9.6 Signal Handling
Operating system signals are asynchronous and low-level: a signal may interrupt any thread at any
moment, and what the signal handler is allowed to do is severely constrained. What Go users want,
on the other hand, is usually to wire a channel to SIGINT with signal.Notify and shut down
gracefully when it arrives. What the runtime has to do is build a bridge between these two: turn a
treacherous asynchronous signal into an event a goroutine can consume in peace. Every design choice
on this bridge is governed by one hard constraint: what can be done inside a signal context. Once
you understand this constraint, the rest of this section’s mechanics are merely its corollaries.
9.6.1 Async-signal safety: almost nothing can be done in a handler
A signal handler runs in an interrupted, indeterminate context. The interrupted thread might at
this very moment be holding malloc’s lock, sitting in the middle of some data structure’s
half-updated state, or even rewriting allocator metadata. The moment the handler calls malloc
again or acquires the same lock, it deadlocks itself, or reads a half-finished state and crashes.

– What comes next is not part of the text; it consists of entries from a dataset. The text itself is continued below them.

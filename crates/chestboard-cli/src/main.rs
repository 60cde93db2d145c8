use std::path::PathBuf;

use clap::{Parser, Subcommand};

mod commands;

#[derive(Parser)]
#[command(name = "chestboard", version, about = "Chestboard CLI")]
struct Cli {
    /// Path to the configuration file (defaults to the user config dir).
    #[arg(long, global = true)]
    config: Option<PathBuf>,

    #[command(subcommand)]
    command: Commands,
}

#[derive(Subcommand)]
enum Commands {
    /// Weekly cycle boundaries
    Cycle {
        #[command(subcommand)]
        action: commands::cycle::CycleAction,
    },
    /// Countdown and week progress
    Countdown {
        #[command(subcommand)]
        action: commands::countdown::CountdownAction,
    },
    /// Leaderboard roster
    Roster {
        #[command(subcommand)]
        action: commands::roster::RosterAction,
    },
    /// Configuration management
    Config {
        #[command(subcommand)]
        action: commands::config::ConfigAction,
    },
}

#[tokio::main]
async fn main() {
    tracing_subscriber::fmt()
        .with_env_filter(
            tracing_subscriber::EnvFilter::try_from_default_env()
                .unwrap_or_else(|_| tracing_subscriber::EnvFilter::new("warn")),
        )
        .with_writer(std::io::stderr)
        .init();

    let cli = Cli::parse();
    let result = match cli.command {
        Commands::Cycle { action } => commands::cycle::run(action, cli.config),
        Commands::Countdown { action } => commands::countdown::run(action, cli.config).await,
        Commands::Roster { action } => commands::roster::run(action, cli.config).await,
        Commands::Config { action } => commands::config::run(action, cli.config),
    };

    if let Err(e) = result {
        eprintln!("error: {e}");
        std::process::exit(1);
    }
}
use std::path::PathBuf;
use std::time::Duration;

use chrono::Utc;
use clap::Subcommand;

use chestboard_core::{display, spawn_ticker, CountdownSnapshot, CycleTracker, Event};

#[derive(Subcommand)]
pub enum CountdownAction {
    /// Print one countdown/progress snapshot as JSON
    Show,
    /// Tick once per second until interrupted
    Watch {
        /// Tick interval in milliseconds
        #[arg(long, default_value = "1000")]
        interval_ms: u64,
    },
}

pub async fn run(
    action: CountdownAction,
    config_path: Option<PathBuf>,
) -> Result<(), Box<dyn std::error::Error>> {
    let config = super::load_config(config_path)?;
    let cycle_config = config.cycle_config()?;
    let mut tracker = CycleTracker::new(cycle_config);

    match action {
        CountdownAction::Show => {
            let Some(pair) = tracker.pair(Utc::now()) else {
                println!("{}", display::CYCLE_PLACEHOLDER);
                return Ok(());
            };
            let snapshot = CountdownSnapshot::at(&pair, Utc::now());
            println!("{}", serde_json::to_string_pretty(&snapshot)?);
        }
        CountdownAction::Watch { interval_ms } => {
            let (mut events, handle) =
                spawn_ticker(tracker, Duration::from_millis(interval_ms));

            loop {
                tokio::select! {
                    _ = tokio::signal::ctrl_c() => break,
                    event = events.recv() => match event {
                        Some(Event::CountdownTick { snapshot, .. }) => {
                            println!(
                                "{}  ({})",
                                display::format_countdown(&snapshot),
                                display::format_percent(&snapshot)
                            );
                        }
                        Some(Event::CycleRolled { start, end, .. }) => {
                            println!("New cycle: {} - {}", start.to_rfc3339(), end.to_rfc3339());
                        }
                        Some(Event::CycleUnavailable { .. }) => {
                            println!("{}", display::CYCLE_PLACEHOLDER);
                        }
                        None => break,
                    },
                }
            }
            handle.stop().await;
        }
    }
    Ok(())
}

POSIX therefore mandates that a signal handler may only call async-signal-safe functions, a
very short whitelist (see signal-safety(7)): system calls like write, _exit, and sigaction,
which touch neither locks nor the allocator, are on it, while malloc, printf, most pthread
locking, and indeed most of the C standard library are not.
This constraint forces out an iron rule shared by every runtime that supports signals:
Do only the minimum that absolutely must be done in the handler, and defer the real processing to somewhere safe.

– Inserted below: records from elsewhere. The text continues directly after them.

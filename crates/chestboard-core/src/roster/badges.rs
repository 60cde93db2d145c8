//! Achievement badge derivation.
//!
//! Badges are threshold predicates over a player's weekly score and chest
//! count. Thresholds come from configuration; the defaults match the live
//! deployment.

use serde::{Deserialize, Serialize};

use super::Player;

/// Derived achievement labels.
#[derive(Debug, Clone, Copy, PartialEq, Eq, Serialize, Deserialize)]
pub enum Badge {
    /// Opened at least `chest_hero_chests` chests.
    ChestHero,
    /// Scored at least `legend_score` points.
    Legend,
    /// Cleared both the consistent chest and score bars.
    Consistent,
}

impl std::fmt::Display for Badge {
    fn fmt(&self, f: &mut std::fmt::Formatter<'_>) -> std::fmt::Result {
        match self {
            Badge::ChestHero => write!(f, "Chest Hero"),
            Badge::Legend => write!(f, "Legend"),
            Badge::Consistent => write!(f, "Consistent"),
        }
    }
}

/// Badge thresholds, configurable per deployment.
#[derive(Debug, Clone, Copy, PartialEq, Eq, Serialize, Deserialize)]
pub struct BadgeThresholds {
    #[serde(default = "default_chest_hero_chests")]
    pub chest_hero_chests: u64,
    #[serde(default = "default_legend_score")]
    pub legend_score: u64,
    #[serde(default = "default_consistent_chests")]
    pub consistent_chests: u64,
    #[serde(default = "default_consistent_score")]
    pub consistent_score: u64,
}

fn default_chest_hero_chests() -> u64 {
    100
}
fn default_legend_score() -> u64 {
    2000
}
fn default_consistent_chests() -> u64 {
    70
}
fn default_consistent_score() -> u64 {
    1000
}

impl Default for BadgeThresholds {
    fn default() -> Self {
        Self {
            chest_hero_chests: default_chest_hero_chests(),
            legend_score: default_legend_score(),
            consistent_chests: default_consistent_chests(),
            consistent_score: default_consistent_score(),
        }
    }
}

/// All badges this player has earned.
pub fn earned_badges(player: &Player, thresholds: &BadgeThresholds) -> Vec<Badge> {
    let mut badges = Vec::new();
    if player.chests >= thresholds.chest_hero_chests {
        badges.push(Badge::ChestHero);
    }
    if player.score >= thresholds.legend_score {
        badges.push(Badge::Legend);
    }
    if player.chests >= thresholds.consistent_chests && player.score >= thresholds.consistent_score
    {
        badges.push(Badge::Consistent);
    }
    badges
}

/// Per-badge progress for the player detail view.
#[derive(Debug, Clone, Copy, PartialEq, Eq, Serialize, Deserialize)]
pub struct BadgeStatus {
    pub badge: Badge,
    pub earned: bool,
    /// Chests still missing toward this badge (0 when satisfied).
    pub chests_needed: u64,
    /// Points still missing toward this badge (0 when satisfied).
    pub points_needed: u64,
}

/// Progress toward every badge, earned or not.
pub fn badge_progress(player: &Player, thresholds: &BadgeThresholds) -> Vec<BadgeStatus> {
    let chest_hero_gap = thresholds.chest_hero_chests.saturating_sub(player.chests);
    let legend_gap = thresholds.legend_score.saturating_sub(player.score);
    let consistent_chest_gap = thresholds.consistent_chests.saturating_sub(player.chests);
    let consistent_score_gap = thresholds.consistent_score.saturating_sub(player.score);

    vec![
        BadgeStatus {
            badge: Badge::ChestHero,
            earned: chest_hero_gap == 0,
            chests_needed: chest_hero_gap,
            points_needed: 0,
        },
        BadgeStatus {
            badge: Badge::Legend,
            earned: legend_gap == 0,
            chests_needed: 0,
            points_needed: legend_gap,
        },
        BadgeStatus {
            badge: Badge::Consistent,
            earned: consistent_chest_gap == 0 && consistent_score_gap == 0,
            chests_needed: consistent_chest_gap,
            points_needed: consistent_score_gap,
        },
    ]
}

/// Encouragement hint for a player with no badges yet: the badge with the
/// smallest remaining gap wins.
#[derive(Debug, Clone, Copy, PartialEq, Eq, Serialize, Deserialize)]
pub enum BadgeHint {
    ChestHero { chests_needed: u64 },
    Legend { points_needed: u64 },
    Consistent { chests_needed: u64, points_needed: u64 },
}

impl BadgeHint {
    /// `None` once the player has earned any badge.
    pub fn for_player(player: &Player, thresholds: &BadgeThresholds) -> Option<BadgeHint> {
        if !earned_badges(player, thresholds).is_empty() {
            return None;
        }

        let to_chest = thresholds.chest_hero_chests.saturating_sub(player.chests);
        let to_legend = thresholds.legend_score.saturating_sub(player.score);
        let to_cons_chests = thresholds.consistent_chests.saturating_sub(player.chests);
        let to_cons_points = thresholds.consistent_score.saturating_sub(player.score);
        let to_consistent = to_cons_chests.max(to_cons_points);

        if to_chest <= to_legend && to_chest <= to_consistent {
            Some(BadgeHint::ChestHero {
                chests_needed: to_chest,
            })
        } else if to_legend <= to_consistent {
            Some(BadgeHint::Legend {
                points_needed: to_legend,
            })
        } else {
            Some(BadgeHint::Consistent {
                chests_needed: to_cons_chests,
                points_needed: to_cons_points,
            })
        }
    }
}

impl std::fmt::Display for BadgeHint {
    fn fmt(&self, f: &mut std::fmt::Formatter<'_>) -> std::fmt::Result {
        match self {
            BadgeHint::ChestHero { chests_needed } => {
                write!(f, "🍪 Only {chests_needed} more chests to earn the hero badge!")
            }
            BadgeHint::Legend { points_needed } => {
                write!(f, "⭐ Only {points_needed} more points to become a legend!")
            }
            BadgeHint::Consistent {
                chests_needed: 0,
                points_needed,
            } => {
                write!(f, "🎯 Only {points_needed} more points to earn consistent badge!")
            }
            BadgeHint::Consistent {
                chests_needed,
                points_needed: 0,
            } => {
                write!(f, "🎯 Only {chests_needed} more chests to earn consistent badge!")
            }
            BadgeHint::Consistent {
                chests_needed,
                points_needed,
            } => {
                write!(
                    f,
                    "🎯 Only {chests_needed} chests & {points_needed} points to earn consistent badge!"
                )
            }
        }
    }
}

#[cfg(test)]
mod tests {
    use super::*;

    fn player(score: u64, chests: u64) -> Player {
        Player::new("Tester", score, chests).unwrap()
    }

    #[test]
    fn test_thresholds_are_inclusive() {
        let t = BadgeThresholds::default();
        assert_eq!(earned_badges(&player(0, 100), &t), vec![Badge::ChestHero]);
        assert!(earned_badges(&player(0, 99), &t).is_empty());
        assert_eq!(earned_badges(&player(2000, 0), &t), vec![Badge::Legend]);
        assert!(earned_badges(&player(1999, 0), &t).is_empty());
    }

    #[test]
    fn test_consistent_requires_both_bars() {
        let t = BadgeThresholds::default();
        assert!(earned_badges(&player(1000, 69), &t).is_empty());
        assert!(earned_badges(&player(999, 70), &t).is_empty());
        assert_eq!(earned_badges(&player(1000, 70), &t), vec![Badge::Consistent]);
    }

    #[test]
    fn test_all_badges_at_once() {
        let t = BadgeThresholds::default();
        let badges = earned_badges(&player(2500, 120), &t);
        assert_eq!(badges, vec![Badge::ChestHero, Badge::Legend, Badge::Consistent]);
    }

    #[test]
    fn test_hint_none_once_any_badge_earned() {
        let t = BadgeThresholds::default();
        assert_eq!(BadgeHint::for_player(&player(2000, 0), &t), None);
    }

    #[test]
    fn test_hint_picks_closest_path() {
        let t = BadgeThresholds::default();
        // 10 chests from Chest Hero, far from everything else.
        assert_eq!(
            BadgeHint::for_player(&player(0, 90), &t),
            Some(BadgeHint::ChestHero { chests_needed: 10 })
        );
        // 50 points from Legend, chests nowhere close.
        assert_eq!(
            BadgeHint::for_player(&player(1950, 0), &t),
            Some(BadgeHint::Legend { points_needed: 50 })
        );
        // Consistent is the nearest: 5 chests and 10 points away.
        assert_eq!(
            BadgeHint::for_player(&player(990, 65), &t),
            Some(BadgeHint::Consistent {
                chests_needed: 5,
                points_needed: 10
            })
        );
    }

    #[test]
    fn test_hint_display_single_missing_axis() {
        let hint = BadgeHint::Consistent {
            chests_needed: 3,
            points_needed: 0,
        };
        assert_eq!(
            hint.to_string(),
            "🎯 Only 3 more chests to earn consistent badge!"
        );
    }

    #[test]
    fn test_badge_progress_gaps() {
        let t = BadgeThresholds::default();
        let progress = badge_progress(&player(1200, 80), &t);
        assert_eq!(progress[0].badge, Badge::ChestHero);
        assert!(!progress[0].earned);
        assert_eq!(progress[0].chests_needed, 20);
        assert!(!progress[1].earned);
        assert_eq!(progress[1].points_needed, 800);
        assert!(progress[2].earned);
    }
}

This is the origin of the classic technique, the self-pipe trick (the paradigm W. R. Stevens
gives in APUE): the handler does nothing but write a single byte to a pre-built pipe; the main
event loop (select/poll) watches the other end of the pipe, so “a signal arrived” is demoted to
an ordinary “the pipe is readable” event, and the subsequent processing returns to the unconstrained
normal context. Linux later folded this technique into the kernel with signalfd(2), letting
signals be consumed directly by epoll in the form of a file descriptor.
Go takes a variant of the same idea, only it replaces that “pipe” with a lock-free queue inside
the runtime (9.6.4). The
reasoning is also very Go: each delivery through a self-pipe costs a write system call, while Go’s
signal handling is deeply coupled with the scheduler and garbage collector, so using an in-process
atomic state machine to “write a bit and wake a waiter” is cheaper than repeatedly entering and
leaving the kernel, and more controllable too. The remaining subsections follow this iron rule and
see how Go implements it across the handler, the alternate stack, the queue, and the dedicated
goroutine.
9.6.2 gsignal: a safe stack the handler carries with it
The first place the iron rule lands is giving the handler a dedicated stack. A signal may arrive
just as a user goroutine’s stack is about to run out; if the handler still ran on this tight stack,
it could easily trigger a stack overflow. Worse, Go’s stacks are growable
(14.6), and stack growth itself has to allocate and to lock, exactly
the operations a handler must not touch. The solution is POSIX’s sigaltstack(2): register an
alternate signal stack for the thread in advance, and the kernel automatically switches to this
stack when dispatching a signal to run the handler.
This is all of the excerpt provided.